Saved data entries
§

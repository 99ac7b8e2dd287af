use serde_json::Value;

/// Case-normalizes a key/path segment into a display-safe id.
///
/// Split on `-`, then split each part on `_`; every underscore segment after the first is
/// capitalized (first letter upper, rest lower) while the first segment is kept as-is. Parts
/// rejoin with `_` removed and `-` preserved. Idempotent: normalized ids pass through unchanged,
/// so composed ids like `<parent>-<key>` can be re-normalized safely.
pub(crate) fn normalize_node_id(input: &str) -> String {
    input
        .split('-')
        .map(|part| {
            part.split('_')
                .enumerate()
                .map(|(index, word)| {
                    if index == 0 {
                        word.to_string()
                    } else {
                        capitalize(word)
                    }
                })
                .collect::<String>()
        })
        .collect::<Vec<_>>()
        .join("-")
}

fn capitalize(word: &str) -> String {
    let mut chars = word.chars();
    match chars.next() {
        None => String::new(),
        Some(first) => first.to_uppercase().collect::<String>() + &chars.as_str().to_lowercase(),
    }
}

/// Structural child count shown in a container's `{N}` badge.
///
/// Arrays count their elements. Objects count: 1 for the merged primitive leaf (if any primitive
/// own property exists), plus one per array-valued property, plus one per object-valued property.
/// This is a summary of the children a container will render, not a literal field count.
pub(crate) fn child_count(value: &Value) -> usize {
    match value {
        Value::Array(items) => items.len(),
        Value::Object(map) => {
            let has_primitives = map
                .values()
                .any(|entry| !entry.is_object() && !entry.is_array());
            let arrays = map.values().filter(|entry| entry.is_array()).count();
            let objects = map.values().filter(|entry| entry.is_object()).count();
            usize::from(has_primitives) + arrays + objects
        }
        _ => 0,
    }
}

/// Empty containers (`{}` and `[]`) are invisible: no node, no recursion.
pub(crate) fn is_empty_container(value: &Value) -> bool {
    match value {
        Value::Array(items) => items.is_empty(),
        Value::Object(map) => map.is_empty(),
        _ => false,
    }
}

pub(crate) fn is_blank(text: &str) -> bool {
    text.trim().is_empty()
}

/// Annotation text for a primitive value; `null` renders as an empty fragment.
pub(crate) fn annotation_text(value: &Value) -> String {
    match value {
        Value::Null => String::new(),
        other => display_text(other),
    }
}

/// Human-readable text for a value in `"key: value"` lines and array-element leaves.
///
/// Mirrors how a dynamic-language renderer stringifies values: `null` spells itself out in line
/// context, arrays join their element texts with `,` (nulls blank), and objects collapse to the
/// classic opaque placeholder.
pub(crate) fn display_text(value: &Value) -> String {
    match value {
        Value::Null => "null".to_string(),
        Value::Bool(flag) => flag.to_string(),
        Value::Number(number) => number_text(number),
        Value::String(text) => text.clone(),
        Value::Array(items) => items
            .iter()
            .map(array_element_text)
            .collect::<Vec<_>>()
            .join(","),
        Value::Object(_) => "[object Object]".to_string(),
    }
}

fn array_element_text(value: &Value) -> String {
    match value {
        Value::Null => String::new(),
        other => display_text(other),
    }
}

/// Formats a JSON number the way script runtimes do (`1.5`, not `1.5000000000000002`-style
/// artifacts), so annotation text is stable across the language boundary.
pub(crate) fn number_text(number: &serde_json::Number) -> String {
    if let Some(int) = number.as_i64() {
        return int.to_string();
    }
    if let Some(int) = number.as_u64() {
        return int.to_string();
    }
    match number.as_f64() {
        Some(float) => {
            let mut buffer = ryu_js::Buffer::new();
            buffer.format_finite(float).to_string()
        }
        None => number.to_string(),
    }
}

#[cfg(test)]
mod tests {
    use super::*;
    use serde_json::json;

    #[test]
    fn normalize_capitalizes_underscore_segments_after_the_first() {
        assert_eq!(normalize_node_id("user_name"), "userName");
        assert_eq!(normalize_node_id("deeply_nested_key"), "deeplyNestedKey");
        assert_eq!(normalize_node_id("plain"), "plain");
        assert_eq!(normalize_node_id(""), "");
    }

    #[test]
    fn normalize_preserves_hyphens_and_first_segment_case() {
        assert_eq!(normalize_node_id("a-b_c"), "a-bC");
        assert_eq!(normalize_node_id("data-root"), "data-root");
        assert_eq!(normalize_node_id("HTTP_status"), "HTTPStatus");
    }

    #[test]
    fn normalize_lowercases_the_tail_of_later_segments() {
        assert_eq!(normalize_node_id("a_BC"), "aBc");
    }

    #[test]
    fn normalize_is_idempotent_on_composed_ids() {
        let once = normalize_node_id("order_items-0-line_total");
        assert_eq!(normalize_node_id(&once), once);
    }

    #[test]
    fn child_count_follows_the_badge_rule() {
        assert_eq!(child_count(&json!([1, 2, 3])), 3);
        assert_eq!(child_count(&json!({})), 0);
        assert_eq!(child_count(&json!({"a": 1, "b": 2})), 1);
        assert_eq!(child_count(&json!({"a": 1, "b": [1], "c": {"d": 2}})), 3);
        assert_eq!(child_count(&json!({"a": null})), 1);
        assert_eq!(child_count(&json!(42)), 0);
    }

    #[test]
    fn empty_containers_are_detected() {
        assert!(is_empty_container(&json!({})));
        assert!(is_empty_container(&json!([])));
        assert!(!is_empty_container(&json!({"a": 1})));
        assert!(!is_empty_container(&json!(null)));
    }

    #[test]
    fn display_text_matches_dynamic_string_coercion() {
        assert_eq!(display_text(&json!(null)), "null");
        assert_eq!(display_text(&json!(true)), "true");
        assert_eq!(display_text(&json!(1.5)), "1.5");
        assert_eq!(display_text(&json!("x")), "x");
        assert_eq!(display_text(&json!([1, "a", null])), "1,a,");
        assert_eq!(display_text(&json!([[1, 2], 3])), "1,2,3");
        assert_eq!(display_text(&json!({"a": 1})), "[object Object]");
    }

    #[test]
    fn annotation_text_blanks_null() {
        assert_eq!(annotation_text(&json!(null)), "");
        assert_eq!(annotation_text(&json!(0)), "0");
    }
}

§

§ WHAT NEEDS TO BE DONE
Across the data, count every line where the string "None" turns up, then write only that count.

§ SOLUTION BELOW
2